Some 20,951 companies were newly incorporated in 2016 in Ireland, an increase of 7.9 per cent on the previous year, while 8,302 companies were struck off the companies register for failing to file an annual return. The number of business names registered decreased however, with 24,848 registered last year.
According to the Companies Registration Office (CRO) annual report 2016, some 20 companies went into examinership in 2016, 14 of which were in a position to return to trading.
The number of receiverships initiated in 2016 increased on the previous year by 13 as some 340 companies entered receivership in the year. That’s significantly less than 2012, when 654 receiverships were initiated.
The CRO recorded an income of just over €20 million last year which included over €10.08 million in penalties paid by companies who were late in filing their annual return.

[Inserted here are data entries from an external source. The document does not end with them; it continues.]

use bitflags::bitflags;

use crate::socket::SocketId;

/// Lifecycle events fanned out to bound clients. The set is closed; drivers
/// match exhaustively.
#[derive(Debug, Clone, Copy, PartialEq, Eq)]
pub enum Event {
    CardInsertion,
    CardRemoval,
    BatteryDead,
    BatteryLow,
    /// Ready line changed; payload is the new level.
    ReadyChange(bool),
    StatusChange,
    RegistrationComplete,
    /// A reset has been requested; subscribers may veto.
    ResetRequest,
    /// The physical reset pulse is about to be driven.
    ResetPhysical,
    /// Reset finished; `ok` is false when it was vetoed or the card never
    /// came back ready.
    ResetComplete { ok: bool },
    PmSuspend,
    PmResume,
}

bitflags! {
    /// Subscription mask; one bit per event kind.
    #[derive(Debug, Clone, Copy, PartialEq, Eq, Default)]
    pub struct EventMask: u16 {
        const CARD_INSERTION = 1 << 0;
        const CARD_REMOVAL = 1 << 1;
        const BATTERY_DEAD = 1 << 2;
        const BATTERY_LOW = 1 << 3;
        const READY_CHANGE = 1 << 4;
        const STATUS_CHANGE = 1 << 5;
        const REGISTRATION_COMPLETE = 1 << 6;
        const RESET_REQUEST = 1 << 7;
        const RESET_PHYSICAL = 1 << 8;
        const RESET_COMPLETE = 1 << 9;
        const PM_SUSPEND = 1 << 10;
        const PM_RESUME = 1 << 11;
    }
}

impl Event {
    pub fn mask_bit(&self) -> EventMask {
        match self {
            Event::CardInsertion => EventMask::CARD_INSERTION,
            Event::CardRemoval => EventMask::CARD_REMOVAL,
            Event::BatteryDead => EventMask::BATTERY_DEAD,
            Event::BatteryLow => EventMask::BATTERY_LOW,
            Event::ReadyChange(_) => EventMask::READY_CHANGE,
            Event::StatusChange => EventMask::STATUS_CHANGE,
            Event::RegistrationComplete => EventMask::REGISTRATION_COMPLETE,
            Event::ResetRequest => EventMask::RESET_REQUEST,
            Event::ResetPhysical => EventMask::RESET_PHYSICAL,
            Event::ResetComplete { .. } => EventMask::RESET_COMPLETE,
            Event::PmSuspend => EventMask::PM_SUSPEND,
            Event::PmResume => EventMask::PM_RESUME,
        }
    }

    /// Whether subscribers may cancel this event by returning a veto.
    pub fn is_vetoable(&self) -> bool {
        matches!(self, Event::ResetRequest)
    }
}

/// Delivery priority. High-priority events (removal) are delivered ahead of
/// resource teardown so clients always observe "card gone" before "resources
/// gone".
#[derive(Debug, Clone, Copy, PartialEq, Eq, PartialOrd, Ord)]
pub enum EventPriority {
    Low,
    High,
}

/// One delivered event.
#[derive(Debug, Clone, Copy, PartialEq, Eq)]
pub struct EventNotice {
    pub socket: SocketId,
    pub event: Event,
    pub priority: EventPriority,
}

/// A subscriber's refusal of a vetoable event.
#[derive(Debug, Clone, Copy, PartialEq, Eq)]
pub struct Veto;

/// Client event callback. Returning `Err(Veto)` on a vetoable event cancels
/// the pending action; the return value is ignored for all other events.
pub type EventHandler = Box<dyn FnMut(&EventNotice) -> std::result::Result<(), Veto> + Send>;
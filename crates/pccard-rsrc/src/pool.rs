use crate::error::{Result, RsrcError};

/// A half-open address interval `[start, end)`.
///
/// Public APIs speak `(base, len)` in `u32`; internally everything is `u64`
/// half-open arithmetic so `base + len` cannot wrap.
#[derive(Debug, Clone, Copy, PartialEq, Eq)]
pub struct Interval {
    pub start: u64,
    pub end: u64,
}

impl Interval {
    pub fn new(start: u64, end: u64) -> Self {
        Self { start, end }
    }

    pub fn from_base_len(base: u32, len: u32) -> Self {
        Self {
            start: base as u64,
            end: base as u64 + len as u64,
        }
    }

    pub fn len(&self) -> u64 {
        self.end.saturating_sub(self.start)
    }

    pub fn is_empty(&self) -> bool {
        self.start >= self.end
    }

    fn overlaps(&self, other: &Interval) -> bool {
        self.start < other.end && other.start < self.end
    }

    fn touches(&self, other: &Interval) -> bool {
        self.start <= other.end && other.start <= self.end
    }

    fn merge(&self, other: &Interval) -> Interval {
        Interval {
            start: self.start.min(other.start),
            end: self.end.max(other.end),
        }
    }
}

/// Hook into the platform's exclusive-reservation registry.
///
/// `find` records every grant here so that no unrelated host code also claims
/// the same physical range. A `claim` refusal is not an error: the pool simply
/// keeps scanning for a different candidate.
pub trait ReservationRegistry {
    /// Attempts to claim `[base, base+len)` exclusively. Returns `false` when
    /// someone else already holds any part of it.
    fn claim(&mut self, base: u32, len: u32) -> bool;

    /// Releases a claim previously granted by `claim`.
    fn release(&mut self, base: u32, len: u32);
}

/// Registry stub for platforms without an OS-level claim table.
#[derive(Debug, Default)]
pub struct NullRegistry;

impl ReservationRegistry for NullRegistry {
    fn claim(&mut self, _base: u32, _len: u32) -> bool {
        true
    }

    fn release(&mut self, _base: u32, _len: u32) {}
}

/// One resource class worth of free address space.
///
/// Invariants:
/// - `free` and `managed` are ascending and non-overlapping.
/// - Every free interval lies inside some managed interval.
/// - Every live grant is disjoint from `free` and from every other grant.
pub struct ResourcePool {
    /// Currently available intervals.
    free: Vec<Interval>,
    /// Everything ever placed under management (free or granted), used to
    /// reject conflicting `add_range` claims.
    managed: Vec<Interval>,
    /// Live grants, recorded so `release` can validate its argument.
    granted: Vec<Interval>,
    registry: Box<dyn ReservationRegistry + Send>,
    /// Whether `release` merges the returned interval with adjacent free
    /// intervals. The legacy manager never coalesced, which fragments the
    /// pool over long uptimes; keep that behavior reachable for comparison.
    coalesce_on_release: bool,
}

impl ResourcePool {
    pub fn new() -> Self {
        Self::with_registry(Box::new(NullRegistry))
    }

    pub fn with_registry(registry: Box<dyn ReservationRegistry + Send>) -> Self {
        Self {
            free: Vec::new(),
            managed: Vec::new(),
            granted: Vec::new(),
            registry,
            coalesce_on_release: true,
        }
    }

    /// Selects the legacy non-coalescing `release` behavior.
    pub fn set_coalesce_on_release(&mut self, coalesce: bool) {
        self.coalesce_on_release = coalesce;
    }

    pub fn free_intervals(&self) -> &[Interval] {
        &self.free
    }

    pub fn granted_intervals(&self) -> &[Interval] {
        &self.granted
    }

    pub fn total_free(&self) -> u64 {
        self.free.iter().map(Interval::len).sum()
    }

    /// Places `[base, base+len)` under management as free space.
    ///
    /// Fails with [`RsrcError::Conflict`] if any part of the span is already
    /// managed; conflicting claims are never merged.
    pub fn add_range(&mut self, base: u32, len: u32) -> Result<()> {
        let iv = checked_interval(base, len)?;
        if self.managed.iter().any(|m| m.overlaps(&iv)) {
            return Err(RsrcError::Conflict { base, len });
        }
        insert_coalescing(&mut self.managed, iv);
        insert_coalescing(&mut self.free, iv);
        Ok(())
    }

    /// Carves `[base, base+len)` out of the pool permanently.
    ///
    /// A span strictly inside one free interval splits it in two. Granted
    /// sub-ranges are unaffected; they leave the pool when released into a
    /// now-unmanaged span (the release is then dropped on the floor).
    pub fn remove_range(&mut self, base: u32, len: u32) -> Result<()> {
        let iv = checked_interval(base, len)?;
        subtract(&mut self.free, iv);
        subtract(&mut self.managed, iv);
        Ok(())
    }

    /// Finds and grants a sub-range of `len` bytes.
    ///
    /// Alignment contract: with `align > 0` the returned base is congruent to
    /// `preferred_base` modulo `align`; with `align == 0` and a non-zero
    /// `preferred_base` the request is for that exact base; otherwise first
    /// fit wins. The grant is recorded in the reservation registry; a registry
    /// refusal just moves the scan along.
    pub fn find(&mut self, preferred_base: u32, len: u32, align: u32) -> Result<u32> {
        if len == 0 {
            return Err(RsrcError::BadArgs("zero-length request"));
        }
        if align != 0 && !align.is_power_of_two() {
            return Err(RsrcError::BadArgs("alignment must be a power of two"));
        }
        if align != 0 && len > align && preferred_base != 0 {
            return Err(RsrcError::BadArgs("length exceeds alignment stride"));
        }

        let want = len as u64;
        let residue = if align != 0 {
            (preferred_base as u64) % (align as u64)
        } else {
            0
        };

        for idx in 0..self.free.len() {
            let iv = self.free[idx];
            let mut candidate = if align != 0 {
                align_up_to_residue(iv.start, align as u64, residue)
            } else if preferred_base != 0 {
                // Exact-base request.
                if (preferred_base as u64) < iv.start {
                    continue;
                }
                preferred_base as u64
            } else {
                iv.start
            };

            while candidate >= iv.start && candidate + want <= iv.end {
                if self.registry.claim(candidate as u32, len) {
                    let grant = Interval::new(candidate, candidate + want);
                    subtract(&mut self.free, grant);
                    insert_sorted(&mut self.granted, grant);
                    return Ok(candidate as u32);
                }
                if align == 0 {
                    // Exact-base or first-fit request: a registry refusal on
                    // the only candidate in this interval means move on.
                    break;
                }
                candidate += align as u64;
            }
        }

        Err(RsrcError::OutOfResource { len, align })
    }

    /// Returns a grant to the pool.
    ///
    /// The `(base, len)` pair must name a live grant exactly. The reservation
    /// registry entry is dropped first; the interval then rejoins the free
    /// list only where it is still managed (a concurrent `remove_range` may
    /// have unmanaged part of it).
    pub fn release(&mut self, base: u32, len: u32) -> Result<()> {
        let iv = checked_interval(base, len)?;
        let pos = self
            .granted
            .iter()
            .position(|g| *g == iv)
            .ok_or(RsrcError::NotGranted { base, len })?;
        self.granted.remove(pos);
        self.registry.release(base, len);

        for piece in clip_to(&self.managed, iv) {
            if self.coalesce_on_release {
                insert_coalescing(&mut self.free, piece);
            } else {
                insert_sorted(&mut self.free, piece);
            }
        }
        Ok(())
    }
}

impl Default for ResourcePool {
    fn default() -> Self {
        Self::new()
    }
}

impl std::fmt::Debug for ResourcePool {
    fn fmt(&self, f: &mut std::fmt::Formatter<'_>) -> std::fmt::Result {
        f.debug_struct("ResourcePool")
            .field("free", &self.free)
            .field("granted", &self.granted)
            .finish_non_exhaustive()
    }
}

fn checked_interval(base: u32, len: u32) -> Result<Interval> {
    if len == 0 {
        return Err(RsrcError::BadArgs("zero-length range"));
    }
    Ok(Interval::from_base_len(base, len))
}

/// First base `>= at` congruent to `residue` modulo `align`.
fn align_up_to_residue(at: u64, align: u64, residue: u64) -> u64 {
    let rem = at % align;
    if rem <= residue {
        at - rem + residue
    } else {
        at - rem + align + residue
    }
}

fn insert_sorted(list: &mut Vec<Interval>, iv: Interval) {
    if iv.is_empty() {
        return;
    }
    let idx = list.partition_point(|r| r.start < iv.start);
    list.insert(idx, iv);
}

fn insert_coalescing(list: &mut Vec<Interval>, iv: Interval) {
    if iv.is_empty() {
        return;
    }
    let mut new = iv;
    let mut out = Vec::with_capacity(list.len() + 1);
    let mut inserted = false;
    for r in list.drain(..) {
        if r.end < new.start {
            out.push(r);
        } else if new.end < r.start {
            if !inserted {
                out.push(new);
                inserted = true;
            }
            out.push(r);
        } else {
            // Overlapping or adjacent.
            new = new.merge(&r);
        }
    }
    if !inserted {
        out.push(new);
    }
    *list = out;
}

/// Removes `span` from every interval in `list`, splitting as needed.
fn subtract(list: &mut Vec<Interval>, span: Interval) {
    let mut out = Vec::with_capacity(list.len() + 1);
    for r in list.drain(..) {
        if r.end <= span.start || r.start >= span.end {
            out.push(r);
            continue;
        }
        if r.start < span.start {
            out.push(Interval::new(r.start, span.start));
        }
        if r.end > span.end {
            out.push(Interval::new(span.end, r.end));
        }
    }
    *list = out;
}

/// Intersects `iv` with the intervals of `list`.
fn clip_to(list: &[Interval], iv: Interval) -> Vec<Interval> {
    list.iter()
        .filter_map(|m| {
            let piece = Interval::new(iv.start.max(m.start), iv.end.min(m.end));
            (!piece.is_empty()).then_some(piece)
        })
        .collect()
}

Companies saved over €6.5 million last year by filing documents electronically with the companies office. The saving was made by 88 per cent of companies filing annual returns, 81 per cent of business filing change of director information and 85 per cent of companies filing a change in office details.
The 2014 Companies Act required private companies to opt for one of the new company types provided for. December 2016 marked the end of the transition period and, by then, over 37,600 companies converted to a private company limited by shares while 1,720 companies converted to a designated activity company limited by shares. Some 120,111 didn't take any action and had their status automatically updated.
Commenting on the report, Tanaiste and Minister for Enterprise and Innovation Frances Fitzgerald said: "It is very heartening to see an increase in the number of companies being incorporated in 2016, the highest number since 1998, this shows that our entrepreneurship policies are working and that confidence in the economy is growing."